What to do: Report only the number of lines in the following entries where the word "contains" occurs.

[Collected data entries]
========

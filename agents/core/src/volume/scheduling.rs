//! Pool and replica selection policy used by the volume finite-state
//! automaton. Kept as standalone, independently-testable pure(ish)
//! functions rather than inlined ad hoc sorting, mirroring how
//! `core::wrapper::PoolWrapper`'s `Ord` scores pools for the legacy
//! single-shot `create_volume` path.

use crate::core::{
    registry::Registry,
    wrapper::{GetterOps, PoolWrapper},
};
use mbus_api::v0::{NodeId, Pool, PoolState, Replica, VolumeSpec};
use std::collections::HashSet;

/// Pick pools suitable for placing a new replica, ranked best-first.
///
/// Implements `Registry.choosePools`: online-or-degraded pools with enough
/// free space, restricted to `spec.required_nodes` if non-empty and never
/// on a node in `exclude_nodes` (nodes the volume already has a replica
/// on); ranked by state, then membership of `spec.preferred_nodes` (in the
/// order given), then fewer existing replicas, then more free space; at
/// most one pool per node.
pub(crate) async fn choose_pools(
    registry: &Registry,
    required_bytes: u64,
    spec: &VolumeSpec,
    exclude_nodes: &[NodeId],
) -> Vec<PoolWrapper> {
    let mut pools = registry.get_pools_wrapper().await.unwrap_or_default();

    pools.retain(|p| {
        (p.state == PoolState::Online || p.state == PoolState::Degraded)
            && p.free_space() >= required_bytes
            && !exclude_nodes.contains(&p.node)
            && (spec.required_nodes.is_empty()
                || spec.required_nodes.contains(&p.node))
    });

    pools.sort_by(|a, b| score_pool(b, spec).cmp(&score_pool(a, spec)));

    let mut seen = HashSet::new();
    pools.retain(|p| seen.insert(p.node.clone()));

    prefer_local_node(pools, spec)
}

/// If `spec.local` is set, move the pool on the first preferred node (if
/// one is present in `pools`) to the front so it is chosen for the first
/// replica.
fn prefer_local_node(
    mut pools: Vec<PoolWrapper>,
    spec: &VolumeSpec,
) -> Vec<PoolWrapper> {
    if spec.local {
        if let Some(first_preferred) = spec.preferred_nodes.first() {
            if let Some(pos) =
                pools.iter().position(|p| &p.node == first_preferred)
            {
                let pool = pools.remove(pos);
                pools.insert(0, pool);
            }
        }
    }
    pools
}

/// Ranking key for a candidate pool; larger sorts first. Each field is a
/// strictly higher-priority tiebreaker than the next, so the sum of all
/// lower-priority fields can never overturn a higher one.
fn score_pool(pool: &PoolWrapper, spec: &VolumeSpec) -> (bool, usize, i64, u64) {
    let online = pool.state == PoolState::Online;
    let preferred = spec
        .preferred_nodes
        .iter()
        .position(|n| n == &pool.node)
        .map(|i| spec.preferred_nodes.len() - i)
        .unwrap_or(0);
    let fewer_replicas = -(pool.replicas().len() as i64);
    (online, preferred, fewer_replicas, pool.free_space())
}

/// Score a replica for inclusion in the active replica set: higher is
/// better. Each term is bounded well below the next-higher term
/// so a higher-priority criterion can never be overturned by the sum of
/// all lower ones.
pub(crate) fn score_replica(
    replica: &Replica,
    online: bool,
    spec: &VolumeSpec,
    nexus_node: Option<&NodeId>,
) -> i64 {
    let mut score = 0i64;
    if spec.required_nodes.contains(&replica.node) {
        score += 100;
    }
    if online {
        score += 50;
    }
    let preferred_pos = spec.preferred_nodes.iter().position(|n| n == &replica.node);
    if preferred_pos.is_some() {
        score += 20;
    }
    if spec.local && preferred_pos == Some(0) {
        score += 9;
    }
    if nexus_node == Some(&replica.node) {
        score += 1;
    }
    score
}

#[cfg(test)]
mod tests {
    use super::*;
    use mbus_api::v0::{PoolId, Pool, Protocol};

    fn replica(node: &str) -> Replica {
        Replica {
            node: node.into(),
            uuid: "replica".into(),
            pool: PoolId::from("pool"),
            thin: false,
            size: 1,
            share: Protocol::Off,
            uri: "bdev:///replica".to_string(),
        }
    }

    fn spec(required: Vec<&str>, preferred: Vec<&str>, local: bool) -> VolumeSpec {
        VolumeSpec {
            replica_count: 1,
            local,
            preferred_nodes: preferred.into_iter().map(NodeId::from).collect(),
            required_nodes: required.into_iter().map(NodeId::from).collect(),
            required_bytes: 1,
            limit_bytes: 0,
            protocol: Protocol::Nvmf,
        }
    }

    #[test]
    fn required_node_dominates_everything_else() {
        let required_spec = spec(vec!["n1"], vec!["n2"], true);
        let required = score_replica(&replica("n1"), false, &required_spec, None);
        let mut best_non_required = 0;
        for online in [true, false] {
            for node in ["n2"] {
                best_non_required = best_non_required.max(score_replica(
                    &replica(node),
                    online,
                    &required_spec,
                    Some(&NodeId::from(node)),
                ));
            }
        }
        assert!(required > best_non_required);
    }

    #[test]
    fn online_outranks_preferred_and_colocation() {
        let s = spec(vec![], vec!["n1"], false);
        let online_elsewhere = score_replica(&replica("n2"), true, &s, None);
        let offline_preferred_colocated =
            score_replica(&replica("n1"), false, &s, Some(&NodeId::from("n1")));
        assert!(online_elsewhere > offline_preferred_colocated);
    }

    #[test]
    fn pool_scoring_prefers_online_then_preferred_then_free_space() {
        let mut online_pool = Pool {
            node: "n1".into(),
            id: PoolId::from("p1"),
            disks: vec![],
            state: PoolState::Online,
            capacity: 100,
            used: 90,
        };
        let mut degraded_pool = online_pool.clone();
        degraded_pool.node = "n2".into();
        degraded_pool.id = PoolId::from("p2");
        degraded_pool.state = PoolState::Degraded;
        degraded_pool.used = 0;

        let s = spec(vec![], vec![], false);
        let a = super::score_pool(&PoolWrapper::new(&online_pool, &[]), &s);
        let b = super::score_pool(&PoolWrapper::new(&degraded_pool, &[]), &s);
        assert!(a > b, "an online pool with less free space still wins");
        online_pool.used = 0;
        degraded_pool.used = 0;
    }

    fn pool_on(node: &str) -> PoolWrapper {
        PoolWrapper::new(
            &Pool {
                node: node.into(),
                id: PoolId::from(node),
                disks: vec![],
                state: PoolState::Online,
                capacity: 100,
                used: 0,
            },
            &[],
        )
    }

    #[test]
    fn local_volume_prefers_first_preferred_node() {
        let s = spec(vec![], vec!["n2", "n1"], true);
        let pools = vec![pool_on("n1"), pool_on("n2"), pool_on("n3")];
        let reordered = super::prefer_local_node(pools, &s);
        assert_eq!(reordered[0].node, NodeId::from("n2"));
    }

    #[test]
    fn non_local_volume_is_left_untouched() {
        let s = spec(vec![], vec!["n2", "n1"], false);
        let pools = vec![pool_on("n1"), pool_on("n2"), pool_on("n3")];
        let reordered = super::prefer_local_node(pools, &s);
        assert_eq!(reordered[0].node, NodeId::from("n1"));
    }

    #[test]
    fn local_volume_with_no_matching_pool_is_unchanged() {
        let s = spec(vec![], vec!["nowhere"], true);
        let pools = vec![pool_on("n1"), pool_on("n2")];
        let reordered = super::prefer_local_node(pools, &s);
        assert_eq!(reordered[0].node, NodeId::from("n1"));
    }
}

========

Problem solution: 3